Strengthens the neuromuscular blockade of depolarizing muscle relaxants (suxamethonium) and weakens the effect of non-depolarizing muscle relaxants (tubocurarine).
Nonsteroidal anti-inflammatory drugs (NSAIDs) (including indomethadine and acetylsalicylic acid) in combination with furosemide may cause a transient decrease in creatinine clearance and an increase in serum potassium and reduce the diuretic and antihypertensive effects of furosemide. In patients with hypovolemia and dehydration (including while taking furosemide), NSAIDs can cause the development of acute renal failure. Furosemide may enhance the toxic effect of salicylates (due to competitive renal excretion).
Sucralfate reduces the absorption of furosemide and weakens its effect (these drugs should be taken at least 2 hours apart).
Combined use with carbamazepine may increase the risk of hyponatremia, and with corticosteroids, on the contrary, it may cause sodium retention. Antihypertensives, diuretics or other agents that can lower blood pressure, when combined with furosemide, can lead to a more pronounced antihypertensive effect.
Prescribing angiotensin-converting enzyme (ACE) inhibitors or angiotensin II receptor antagonists to patients previously treated with furosemide may lead to an excessive decrease in blood pressure with deterioration of renal function, and in some cases to the development of acute renal failure, so three days before starting treatment with inhibitors ACE inhibitors or angiotensin II receptor antagonists, or increasing their dose, it is recommended to discontinue furosemide or reduce its dose.
Probenecid, methotrexate and other drugs, which, like furosemide, are secreted in the renal tubules, can reduce the effect of furosemide (the same route of renal secretion); on the other hand, furosemide can lead to a decrease in the excretion of these drugs by the kidneys. Concomitant use with metolazone (thiazide diuretic) may cause increased diuresis.

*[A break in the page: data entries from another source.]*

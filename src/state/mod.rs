//! Named-state machine used by game-object behaviors.
//!
//! - [`state`] – the [`State`] trait plus [`Transition`] and [`TransitionEvent`]
//! - [`machine`] – [`StateMachine`], the registry of states and allowed transitions
//! - [`error`] – [`StateError`]

pub mod error;
pub mod machine;
pub mod state;

pub use error::{StateError, StateResult};
pub use machine::StateMachine;
pub use state::{State, Transition, TransitionEvent};
//! Screen size resource.
//!
//! Stores the resolution the host last applied, in pixels. The game host
//! updates it from [`ScreenResized`](crate::events::screen::ScreenResized)
//! events.

/// Current screen size in pixels.
#[derive(Clone, Copy, Debug, PartialEq, Eq)]
pub struct ScreenSize {
    /// Width in pixels.
    pub w: u32,
    /// Height in pixels.
    pub h: u32,
}

impl ScreenSize {
    pub fn new(w: u32, h: u32) -> Self {
        Self { w, h }
    }

    pub fn aspect_ratio(&self) -> f32 {
        if self.h == 0 {
            return 0.0;
        }
        self.w as f32 / self.h as f32
    }
}
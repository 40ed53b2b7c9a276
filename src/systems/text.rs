//! Text drawing. Runs right after the sprite pass so text sits on top.

use crate::components::text::Text;
use crate::ecs::component::{ComponentKind, ComponentSet};
use crate::ecs::entity::EntityId;
use crate::ecs::error::SystemResult;
use crate::ecs::system::{System, SystemBase, SystemContext, SystemPriority};

pub struct TextSystem {
    base: SystemBase,
    visible: Vec<EntityId>,
}

impl Default for TextSystem {
    fn default() -> Self {
        Self::new()
    }
}

impl TextSystem {
    pub const NAME: &'static str = "text";

    pub fn new() -> Self {
        Self {
            base: SystemBase::new(
                Self::NAME,
                SystemPriority::RENDER.next(),
                ComponentSet::of(&[ComponentKind::Text]),
            ),
            visible: Vec::new(),
        }
    }
}

impl System for TextSystem {
    fn base(&self) -> &SystemBase {
        &self.base
    }

    fn base_mut(&mut self) -> &mut SystemBase {
        &mut self.base
    }

    fn update(&mut self, _dt: f32, ctx: &mut SystemContext<'_, '_>) -> SystemResult {
        if !ctx.has_surface() {
            return Ok(());
        }

        self.visible.clear();
        for id in self.base.matched().iter() {
            if ctx.component::<Text>(id).visible {
                self.visible.push(id);
            }
        }

        let (registry, surface) = ctx.split();
        let Some(surface) = surface else {
            return Ok(());
        };
        for id in &self.visible {
            if let Some(text) = registry.get(*id).and_then(|e| e.get::<Text>()) {
                surface.draw_text(text);
            }
        }
        Ok(())
    }
}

Lithium salts - under the influence of furosemide, the excretion of lithium decreases, thereby increasing the serum concentration of lithium and increasing the risk of developing its toxic effects, including damaging effects on the heart and nervous system. Therefore, monitoring of serum lithium concentrations is required when using this combination.
Concomitant use of cyclosporine A and furosemide increases the risk of developing gouty arthritis due to hyperuricemia caused by furosemide and the impairment of urate excretion by the kidneys by cyclosporine.
Pressor amines (epinephrine, norepinephrine) and furosemide mutually reduce effectiveness.
Radiocontrast agents—Patients at high risk of developing contrast agent nephropathy who received furosemide had a higher incidence of renal dysfunction compared with patients at high risk of developing contrast agent nephropathy who received only intravenous hydration before administration of radiocontrast agent.
The use of diuretics is considered potentially dangerous when used concomitantly with risperidone. In placebo-controlled trials with risperidone in elderly patients with dementia, higher mortality was observed in patients treated with both furosemide and risperidone compared with patients treated with furosemide or risperidone alone, therefore special caution is required when furosemide is used concomitantly with risperidone in such patients.
As a combination or concomitant treatment, such therapy can only be used after assessing the benefit/risk ratio.
There are no reports of increased mortality among patients taking other diuretics (mostly low-dose thiazide diuretics) as concomitant treatment with risperidone.
Patients prescribed cholestyramine. This drug should be taken at least 1 hour after taking furosemide.